А в Серпухове, на улице Ворошилова, сидел папа и смотрел на фотографии сына. Разложенные на полу. Молча. Долго. Неотрывно. Садик, школа, присяга, лейтенант, старший лейтенант… Долго. Молча. Страшно. Инфаркт был неизбежен. Он и случился. А долгая больница надолго избавила его от рвущих душу изображений сына, которого уже не дождаться. Не обнять по приезду. Не спросить: «Как ты, сын?». Не выпить сто грамм за встречу. И он уже не придёт никогда. Теперь можно только придти к нему. Что Игорь Владимирович и сделал в 1999-м, не прожив и пяти лет. Так и не научившись снова улыбаться.
Рассказал ли он Валере, что его жена, его любимая, его Иннушка приехала на похороны беременной? С декабря беременной.
Не от него…
По-разному, получается они относились к долгу – офицерскому, супружескому, человеческому. И декабрь супруги Зайцевы очень по-разному провели: кто в Чечню, а кто и в… Да…
Там, в его раю, наверное, это не важно. Промолчал батя, скорее всего. А здесь, где это считается важным, а такой поступок – жестоким и страшным предательством, Валера об этом не узнал…
Повезло ведь мужику, правда?
Рассказал ли папа сыну о том, что что Боря, (чтоб ему по-прежнему гореть в заслуженном им полностью и безоговорочно аду), Ельцин оценил жизнь его молодую и перспективную, в цельный орден Мужества? Не рассказал… И это точно. Не потому, что другие награды там в чести. Ну не перед Господом же Богом орденом щеголять, на самом деле…
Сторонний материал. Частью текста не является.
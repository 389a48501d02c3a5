pub mod drag_strategy;
pub mod keymap;
pub mod render_queue;
pub mod session;
pub mod settings;
pub mod shortcuts;
pub mod sticky;
pub mod throttle;

pub use drag_strategy::{DragStrategy, FreeDragStrategy, KeyboardDragStrategy, StrategyTable};
pub use keymap::{KeyOutcome, MoveAction, MoveKeymap};
pub use render_queue::RenderQueue;
pub use session::{BlurPolicy, CompletionCallback, MoveOutcome, MoveRequest, MoveSession, Mover};
pub use settings::{MoverSettings, TriggerPolicy};
pub use shortcuts::{Shortcut, ShortcutGuard, ShortcutRegistry};
pub use sticky::{
    ClickResolution, ClickTarget, FieldKind, HandleAffordance, PointerEvent, StickyController,
    VisualRole,
};
pub use throttle::Throttle;
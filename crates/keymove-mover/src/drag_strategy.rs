//! Per-node drag strategies and the side-table that swaps them during a move.

use keymove_core::{NodeId, PortId};
use keymove_events::DragInput;
use keymove_graph::{Candidate, ConnectionSearch, Surface};
use std::collections::HashMap;

/// Decides which candidate a drag update resolves to.
pub trait DragStrategy {
    fn name(&self) -> &'static str;

    /// Capture per-drag state (port ordering, search radius) for `node`.
    fn start(&mut self, surface: &dyn Surface, node: NodeId);

    fn update(
        &mut self,
        surface: &dyn Surface,
        locals: &[PortId],
        current: Option<&Candidate>,
        input: DragInput,
    ) -> Option<Candidate>;

    /// Point traversal at a neighbour chosen outside the strategy.
    fn resume_from(&mut self, _neighbour: Option<PortId>) {}

    fn end(&mut self) {}
}

/// Pointer dragging: nearest candidate within the snap radius.
#[derive(Debug, Clone)]
pub struct FreeDragStrategy {
    snap_radius: f32,
    preference: f32,
    search: Option<ConnectionSearch>,
}

impl FreeDragStrategy {
    pub fn new(snap_radius: f32, preference: f32) -> Self {
        Self {
            snap_radius,
            preference,
            search: None,
        }
    }
}

impl DragStrategy for FreeDragStrategy {
    fn name(&self) -> &'static str {
        "free"
    }

    fn start(&mut self, surface: &dyn Surface, node: NodeId) {
        self.search = Some(ConnectionSearch::new(
            surface,
            node,
            self.snap_radius,
            self.preference,
        ));
    }

    fn update(
        &mut self,
        surface: &dyn Surface,
        locals: &[PortId],
        current: Option<&Candidate>,
        _input: DragInput,
    ) -> Option<Candidate> {
        self.search
            .as_mut()
            .and_then(|search| search.free(surface, locals, current))
    }

    fn end(&mut self) {
        self.search = None;
    }
}

/// Keyboard moves: constrained steps walk the port ordering, everything else
/// falls back to the free policy.
#[derive(Debug, Clone)]
pub struct KeyboardDragStrategy {
    snap_radius: f32,
    preference: f32,
    search: Option<ConnectionSearch>,
}

impl KeyboardDragStrategy {
    pub fn new(snap_radius: f32, preference: f32) -> Self {
        Self {
            snap_radius,
            preference,
            search: None,
        }
    }

    pub fn search(&self) -> Option<&ConnectionSearch> {
        self.search.as_ref()
    }
}

impl DragStrategy for KeyboardDragStrategy {
    fn name(&self) -> &'static str {
        "keyboard"
    }

    fn start(&mut self, surface: &dyn Surface, node: NodeId) {
        self.search = Some(ConnectionSearch::new(
            surface,
            node,
            self.snap_radius,
            self.preference,
        ));
    }

    fn update(
        &mut self,
        surface: &dyn Surface,
        locals: &[PortId],
        current: Option<&Candidate>,
        input: DragInput,
    ) -> Option<Candidate> {
        let search = self.search.as_mut()?;
        match input {
            DragInput::Constrained(direction) => {
                search.constrained(surface, locals, current, direction)
            }
            DragInput::Pointer | DragInput::Unconstrained(_) => search.free(surface, locals, current),
        }
    }

    fn resume_from(&mut self, neighbour: Option<PortId>) {
        if let Some(search) = self.search.as_mut() {
            search.set_search_node(neighbour);
        }
    }

    fn end(&mut self) {
        self.search = None;
    }
}

/// Strategy overrides keyed by node. Nodes without an entry drag with
/// [`FreeDragStrategy`].
#[derive(Default)]
pub struct StrategyTable {
    overrides: HashMap<NodeId, Box<dyn DragStrategy>>,
}

impl std::fmt::Debug for StrategyTable {
    fn fmt(&self, f: &mut std::fmt::Formatter<'_>) -> std::fmt::Result {
        let mut entries: Vec<(NodeId, &'static str)> = self
            .overrides
            .iter()
            .map(|(node, strategy)| (*node, strategy.name()))
            .collect();
        entries.sort();
        f.debug_struct("StrategyTable")
            .field("overrides", &entries)
            .finish()
    }
}

impl StrategyTable {
    pub fn new() -> Self {
        Self::default()
    }

    /// Install `strategy` for `node`, returning whatever it displaced.
    pub fn install(
        &mut self,
        node: NodeId,
        strategy: Box<dyn DragStrategy>,
    ) -> Option<Box<dyn DragStrategy>> {
        self.overrides.insert(node, strategy)
    }

    /// Put back what `install` displaced (or clear the override).
    pub fn restore(&mut self, node: NodeId, previous: Option<Box<dyn DragStrategy>>) {
        match previous {
            Some(strategy) => {
                self.overrides.insert(node, strategy);
            }
            None => {
                self.overrides.remove(&node);
            }
        }
    }

    pub fn get_mut(&mut self, node: NodeId) -> Option<&mut (dyn DragStrategy + 'static)> {
        self.overrides.get_mut(&node).map(|s| s.as_mut())
    }

    pub fn strategy_name(&self, node: NodeId) -> &'static str {
        self.overrides
            .get(&node)
            .map(|s| s.name())
            .unwrap_or("free")
    }
}

#[cfg(test)]
mod tests {
    use super::*;
    use keymove_core::{Direction, PortKind, SurfaceId, Vec2};
    use keymove_graph::{Workspace, local_ports};

    #[test]
    fn install_and_restore_round_trip() {
        let mut table = StrategyTable::new();
        let node = NodeId(1);
        assert_eq!(table.strategy_name(node), "free");

        let custom = table.install(node, Box::new(FreeDragStrategy::new(10.0, 1.0)));
        assert!(custom.is_none());
        let displaced = table.install(node, Box::new(KeyboardDragStrategy::new(28.0, 8.0)));
        assert_eq!(table.strategy_name(node), "keyboard");

        table.restore(node, displaced);
        assert_eq!(table.strategy_name(node), "free");
        assert!(table.get_mut(node).is_some());
        table.restore(node, None);
        assert!(table.get_mut(node).is_none());
    }

    #[test]
    fn keyboard_strategy_routes_by_input() {
        let mut ws = Workspace::new(SurfaceId(1));
        let top = ws.add_statement("top", Vec2::ZERO);
        let bottom = ws.add_statement("bottom", Vec2::new(0.0, 400.0));
        let moving = ws.add_statement("moving", Vec2::new(0.0, 45.0));
        let locals = local_ports(&ws, moving);

        let mut strategy = KeyboardDragStrategy::new(28.0, 8.0);
        strategy.start(&ws, moving);

        let near = strategy
            .update(&ws, &locals, None, DragInput::Pointer)
            .unwrap();
        assert_eq!(near.neighbour, ws.first_port(top, PortKind::Next).unwrap());

        let stepped = strategy
            .update(&ws, &locals, Some(&near), DragInput::Constrained(Direction::Down))
            .unwrap();
        assert_eq!(
            stepped.neighbour,
            ws.first_port(bottom, PortKind::Previous).unwrap()
        );

        strategy.end();
        assert!(strategy.update(&ws, &locals, None, DragInput::Pointer).is_none());
    }
}
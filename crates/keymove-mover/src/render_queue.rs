use keymove_core::{NodeId, SurfaceId};
use keymove_graph::Surface;
use std::collections::HashMap;

/// Post-commit render work, batched until the host's next frame.
#[derive(Debug, Default)]
pub struct RenderQueue {
    pending: HashMap<SurfaceId, Vec<NodeId>>,
}

impl RenderQueue {
    pub fn new() -> Self {
        Self::default()
    }

    pub fn schedule(&mut self, surface: SurfaceId, node: NodeId) {
        let queue = self.pending.entry(surface).or_default();
        if !queue.contains(&node) {
            queue.push(node);
        }
    }

    pub fn is_pending(&self, surface: SurfaceId) -> bool {
        self.pending.get(&surface).is_some_and(|q| !q.is_empty())
    }

    /// Run the deferred pass: re-render each moved node's stack, then the
    /// whole surface once, then bring each node into view and focus it.
    /// Nodes disposed since scheduling are skipped. Returns the nodes handled.
    pub fn run(&mut self, surface: &mut dyn Surface) -> Vec<NodeId> {
        let Some(queue) = self.pending.remove(&surface.id()) else {
            return Vec::new();
        };
        let live: Vec<NodeId> = queue
            .into_iter()
            .filter(|node| surface.element(*node).is_some())
            .collect();
        if live.is_empty() {
            return live;
        }

        for node in &live {
            let root = surface.root_of(*node);
            surface.render(root);
        }
        surface.render_all();
        for node in &live {
            if let Some(bounds) = surface.node_bounds(*node) {
                surface.scroll_into_view(bounds);
            }
            surface.focus_node(*node);
        }
        live
    }
}

#[cfg(test)]
mod tests {
    use super::*;
    use keymove_core::{PortKind, Vec2};
    use keymove_graph::Workspace;

    #[test]
    fn pass_renders_root_then_surface_then_focuses() {
        let mut ws = Workspace::new(SurfaceId(1));
        let a = ws.add_statement("a", Vec2::ZERO);
        let b = ws.add_statement("b", Vec2::ZERO);
        ws.link_ports(
            ws.first_port(a, PortKind::Next).unwrap(),
            ws.first_port(b, PortKind::Previous).unwrap(),
        )
        .unwrap();

        let mut queue = RenderQueue::new();
        queue.schedule(SurfaceId(1), b);
        queue.schedule(SurfaceId(1), b);
        assert!(queue.is_pending(SurfaceId(1)));
        assert!(ws.log().renders.is_empty());

        assert_eq!(queue.run(&mut ws), vec![b]);
        assert_eq!(ws.log().renders, vec![a]);
        assert_eq!(ws.log().full_renders, 1);
        assert_eq!(ws.log().scrolls.len(), 1);
        assert_eq!(ws.focused(), Some(b));
        assert!(!queue.is_pending(SurfaceId(1)));
        assert!(queue.run(&mut ws).is_empty());
    }

    #[test]
    fn disposed_nodes_are_skipped() {
        let mut ws = Workspace::new(SurfaceId(1));
        let a = ws.add_statement("a", Vec2::ZERO);
        let mut queue = RenderQueue::new();
        queue.schedule(SurfaceId(1), a);
        ws.dispose(a);
        assert!(queue.run(&mut ws).is_empty());
        assert_eq!(ws.log().full_renders, 0);
    }
}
А не знал папа просто. Может и рад бы – но не знал.
Орден… Если посмертно – его же семье передают. Есть такая традиция в армии: или из коробочки – и на грудь.
Или в коробочку – и в сервант. Под сдавленные всхлипывания одетых в чёрное и с такими же лицами родных. А любимая его Иннушка замуж вышла-то только в августе. Через целых полгода.
А в марте она была вполне себе Зайцева.
То есть: семья. Так получается...
Так и осталась: с орденом от НЕГО. И ребенком не от него.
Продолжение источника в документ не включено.